Quantum Entanglement: Examining its Nature and Implications

Abstract

When two or more systems exhibit correlations that are stronger than those that can be explained traditionally, notwithstanding their spatial separation, this phenomenon is known as quantum entanglement. It is regarded as a key component of upcoming quantum technologies and one of the distinctive qualities of quantum physics. The transverse spatial degree of freedom in photonic experiments gives enormous opportunity to investigate different fascinating properties of light. This thesis has therefore focused on the photonic entanglement of transverse spatial formations in order to better explore the nature of quantum entanglement.

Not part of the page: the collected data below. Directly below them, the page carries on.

//! Periodic background eviction of stale ledger entries.
//!
//! The check path already evicts per call, so this is a maintenance task,
//! not a correctness requirement: it bounds memory for categories that stop
//! being queried and would otherwise hold their last window of timestamps
//! forever.

use crate::application::throttle::RequestThrottle;
use std::sync::Arc;
use std::time::Duration;
use tokio::time::interval;
use tracing::debug;

/// Error returned when sweeper configuration validation fails.
#[derive(Debug, Clone, PartialEq, Eq)]
pub enum SweeperConfigError {
    /// Sweep interval duration must be greater than zero
    ZeroInterval,
}

impl std::fmt::Display for SweeperConfigError {
    fn fmt(&self, f: &mut std::fmt::Formatter<'_>) -> std::fmt::Result {
        match self {
            SweeperConfigError::ZeroInterval => {
                write!(f, "sweep interval must be greater than 0")
            }
        }
    }
}

impl std::error::Error for SweeperConfigError {}

/// Configuration for the periodic sweeper.
#[derive(Debug, Clone, Copy, PartialEq, Eq)]
pub struct SweeperConfig {
    /// How often to walk the ledgers
    pub interval: Duration,
}

impl Default for SweeperConfig {
    fn default() -> Self {
        Self {
            interval: Duration::from_secs(300),
        }
    }
}

impl SweeperConfig {
    /// Create a sweeper config with the specified interval.
    ///
    /// # Errors
    /// Returns `SweeperConfigError::ZeroInterval` if `interval` is zero.
    pub fn new(interval: Duration) -> Result<Self, SweeperConfigError> {
        if interval.is_zero() {
            return Err(SweeperConfigError::ZeroInterval);
        }
        Ok(Self { interval })
    }
}

/// Recurring eviction task over a shared throttle.
pub struct PeriodicSweeper {
    throttle: Arc<RequestThrottle>,
    config: SweeperConfig,
}

impl PeriodicSweeper {
    /// Create a sweeper for the given throttle.
    pub fn new(throttle: Arc<RequestThrottle>, config: SweeperConfig) -> Self {
        Self { throttle, config }
    }

    /// Run one eviction pass immediately, without the timer.
    ///
    /// Returns the number of entries evicted.
    pub fn sweep_once(&self) -> usize {
        self.throttle.sweep()
    }

    /// Get the sweeper configuration.
    pub fn config(&self) -> &SweeperConfig {
        &self.config
    }

    /// Spawn the recurring sweep task on the current tokio runtime.
    ///
    /// Each tick walks every ledger; the cost is proportional to the total
    /// entries held. The task runs until [`SweeperHandle::shutdown`] is
    /// called; dropping the handle does NOT stop it.
    pub fn start(self) -> SweeperHandle {
        let handle = tokio::spawn(async move {
            let mut ticker = interval(self.config.interval);

            loop {
                ticker.tick().await;
                let evicted = self.throttle.sweep();
                if evicted > 0 {
                    debug!(evicted, "periodic sweep completed");
                }
            }
        });

        SweeperHandle { handle }
    }
}

/// Handle for stopping a running sweeper task.
///
/// Shutdown is explicit so a teardown path owns the decision; the task keeps
/// running if the handle is merely dropped.
pub struct SweeperHandle {
    handle: tokio::task::JoinHandle<()>,
}

impl SweeperHandle {
    /// Stop the sweep timer and release the task.
    pub fn shutdown(self) {
        self.handle.abort();
    }

    /// Check whether the task has terminated.
    pub fn is_finished(&self) -> bool {
        self.handle.is_finished()
    }
}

The orbital angular momentum of photons is an intriguing characteristic caused by their spatial mode structure. Surprisingly, the maximum number of orbital angular momentum quanta that a single photon may carry is unbounded theoretically. As a result, it seems like a good candidate for evaluating photonic entanglement of macroscopic values. It may also add to discussions on macroscopicity and a potential breakdown of quantum mechanics beyond a certain point. Quantum entanglement is a fascinating phenomenon that lies at the heart of quantum mechanics, challenging our traditional understanding of the physical world. This paper aims to provide an overview of quantum entanglement, its experimental verification, and the implications it has on our comprehension of reality. By delving into its theoretical underpinnings and discussing the ongoing debates, we seek to answer the question: Does quantum entanglement make sense?